Uncertainty-Guided Chain-of-Thought for Code Generation with LLMs
- URL: http://arxiv.org/abs/2503.15341v1
- Date: Wed, 19 Mar 2025 15:40:45 GMT
- Title: Uncertainty-Guided Chain-of-Thought for Code Generation with LLMs
- Authors: Yuqi Zhu, Ge Li, Xue Jiang, Jia Li, Hong Mei, Zhi Jin, Yihong Dong,
- Abstract summary: Chain-of-Thought (CoT) reasoning has been demonstrated as an effective technique for improving the problem-solving capabilities of large language models (LLMs)<n>We introduce UnCert-CoT, an approach designed to enhance code generation by incorporating an uncertainty-aware CoT reasoning mechanism.

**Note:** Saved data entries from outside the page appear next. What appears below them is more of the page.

//! Property-based tests for camera selection and capture geometry
//!
//! These tests verify invariants of the controller's synchronous logic
//! using proptest for input generation and shrinking.

use camswitch::platform::MemoryPreferenceStore;
use camswitch::testing::{MockDeviceDirectory, MockStreamProvider, MockViewport};
use camswitch::{
    CameraController, CaptureDevice, ControllerConfig, DeviceKind, FacingMode, PreferenceStore,
    SnapshotGeometry, MAX_CANVAS_DIMENSION,
};
use proptest::prelude::*;
use std::sync::Arc;

type TestController = CameraController<MockDeviceDirectory, MockStreamProvider, MockViewport>;

fn controller(facing_mode: FacingMode, store: Arc<MemoryPreferenceStore>) -> TestController {
    CameraController::new(
        MockDeviceDirectory::new(Vec::new()),
        MockStreamProvider::default(),
        MockViewport::default(),
        ControllerConfig::default().with_facing_mode(facing_mode),
    )
    .unwrap()
    .with_preferences(store)
}

fn facing_mode() -> impl Strategy<Value = FacingMode> {
    prop_oneof![Just(FacingMode::Front), Just(FacingMode::Rear)]
}

fn non_video_kind() -> impl Strategy<Value = DeviceKind> {
    prop_oneof![Just(DeviceKind::AudioInput), Just(DeviceKind::AudioOutput)]
}

fn device(kind: DeviceKind) -> impl Strategy<Value = CaptureDevice> {
    ("[a-z0-9]{1,12}", "[A-Za-z ()]{0,24}")
        .prop_map(move |(id, label)| CaptureDevice::new(id.clone(), id, kind, label))
}

proptest! {
    /// INVARIANT: a single video input forces the front facing mode
    #[test]
    fn single_video_input_forces_front(
        initial in facing_mode(),
        camera in device(DeviceKind::VideoInput),
        others in prop::collection::vec(non_video_kind().prop_flat_map(device), 0..5),
    ) {
        let mut ctl = controller(initial, Arc::new(MemoryPreferenceStore::new()));
        let mut all = others;
        all.push(camera);

        let list_len = ctl.update_device_list(&all).len();

        prop_assert_eq!(list_len, 1);
        prop_assert_eq!(ctl.facing_mode(), FacingMode::Front);
    }

    /// INVARIANT: constraints select by exact id or by facing mode, never both
    #[test]
    fn constraints_carry_exactly_one_selector(
        mode in facing_mode(),
        selected in "[a-z0-9-]{0,16}",
    ) {
        let mut ctl = controller(mode, Arc::new(MemoryPreferenceStore::new()));
        ctl.set_selected_device_id(selected.clone());

        let constraints = ctl.build_constraints();

        prop_assert!(constraints.exact_device_id().is_some() != constraints.facing_mode().is_some());
        if selected.is_empty() {
            prop_assert_eq!(constraints.facing_mode(), Some(mode));
        } else {
            prop_assert_eq!(constraints.exact_device_id(), Some(selected.as_str()));
        }
        prop_assert!(!constraints.audio);
    }

    /// INVARIANT: flipping twice restores the facing mode
    #[test]
    fn flip_is_an_involution(mode in facing_mode()) {
        let mut ctl = controller(mode, Arc::new(MemoryPreferenceStore::new()));
        ctl.flip();
        prop_assert_eq!(ctl.facing_mode(), mode.toggled());
        ctl.flip();
        prop_assert_eq!(ctl.facing_mode(), mode);
    }

    /// INVARIANT: a remembered id is adopted verbatim regardless of labels
    #[test]
    fn remembered_id_beats_heuristic(
        mode in facing_mode(),
        remembered in "[a-z0-9-]{1,16}",
        devices in prop::collection::vec(device(DeviceKind::VideoInput), 0..6),
    ) {
        let store = Arc::new(MemoryPreferenceStore::new());
        store.set("webcam-device-id", &remembered).unwrap();
        let mut ctl = controller(mode, store);
        ctl.update_device_list(&devices);

        ctl.select_camera();

        prop_assert_eq!(ctl.selected_device_id(), remembered.as_str());
    }

    /// INVARIANT: the heuristic picks the first label mentioning the direction
    #[test]
    fn heuristic_picks_first_match(
        devices in prop::collection::vec(device(DeviceKind::VideoInput), 2..6),
        mode in facing_mode(),
    ) {
        let mut ctl = controller(mode, Arc::new(MemoryPreferenceStore::new()));
        ctl.update_device_list(&devices);
        let mode = ctl.facing_mode();

        ctl.select_camera();

        let expected = devices
            .iter()
            .find(|d| d.label.to_lowercase().contains(mode.label_hint()))
            .map(|d| d.id.as_str())
            .unwrap_or("");
        prop_assert_eq!(ctl.selected_device_id(), expected);
    }

    /// INVARIANT: the scaled frame fills the canvas width and is centred vertically,
    /// and surfaces beyond the size limit are refused
    #[test]
    fn snapshot_frame_is_centred(
        width in 1u32..4096,
        height in 1u32..4096,
        displayed in 1.0f64..2000.0,
    ) {
        let needed_height = displayed.trunc() * height as f64 / width as f64;
        let g = match SnapshotGeometry::compute(width, height, displayed) {
            Ok(g) => g,
            Err(_) => {
                prop_assert!(needed_height > MAX_CANVAS_DIMENSION as f64 - 1.0);
                return Ok(());
            }
        };

        prop_assert!(g.canvas_height <= MAX_CANVAS_DIMENSION);
        prop_assert_eq!(g.destination.x, 0.0);
        prop_assert_eq!(g.destination.width, g.canvas_width as f64);
        let top = g.destination.y;
        let bottom = g.canvas_height as f64 - (g.destination.y + g.destination.height);
        prop_assert!((top - bottom).abs() < 1e-6);
        prop_assert!(g.destination.y.abs() <= 0.5 + 1e-9);
    }
}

- Score: 45.33160999781074
- License: http://creativecommons.org/licenses/by/4.0/
- Abstract: Chain-of-Thought (CoT) reasoning has been demonstrated as an effective technique for improving the problem-solving capabilities of large language models (LLMs) in the context of code generation. However, existing CoT methods often exhibit a tendency toward "overthinking", where the LLM consistently applies reasoning strategies without adequately considering the task's underlying complexity. This results in the LLMs allocating excessive computational resources, in terms of tokens, to relatively simple tasks or problems where the correct answer is already evident. Additionally, this overthinking may lead LLMs down incorrect reasoning paths, resulting in incorrect code generation. In this paper, we introduce UnCertainty-Aware Chain-of-Thought (UnCert-CoT), an LLM-based approach designed to enhance code generation by incorporating an uncertainty-aware CoT reasoning mechanism, which focuses computational resources on targeting points where LLMs are more prone to error. We propose two confidence-based uncertainty measures: Entropy-based and Probability Differential-based methods. When uncertainty is high, UnCert-CoT activates CoT-decoding to generate multiple reasoning paths and selects the final code that exhibits the highest likelihood of correctness. In contrast, LLM directly generates the code when uncertainty is low. This uncertainty judgment mechanism allows LLMs to prioritize complex tasks and avoid unnecessary steps in simpler cases, thereby improving overall efficiency and accuracy in code generation. Our experimental results demonstrate that UnCert-CoT significantly enhances code generation accuracy on challenging benchmark MHPP(Mostly Hard Python Problems), it achieves improvements up to 6.1% on PassRate accuracy, particularly in situations where traditional LLMs are prone to errors.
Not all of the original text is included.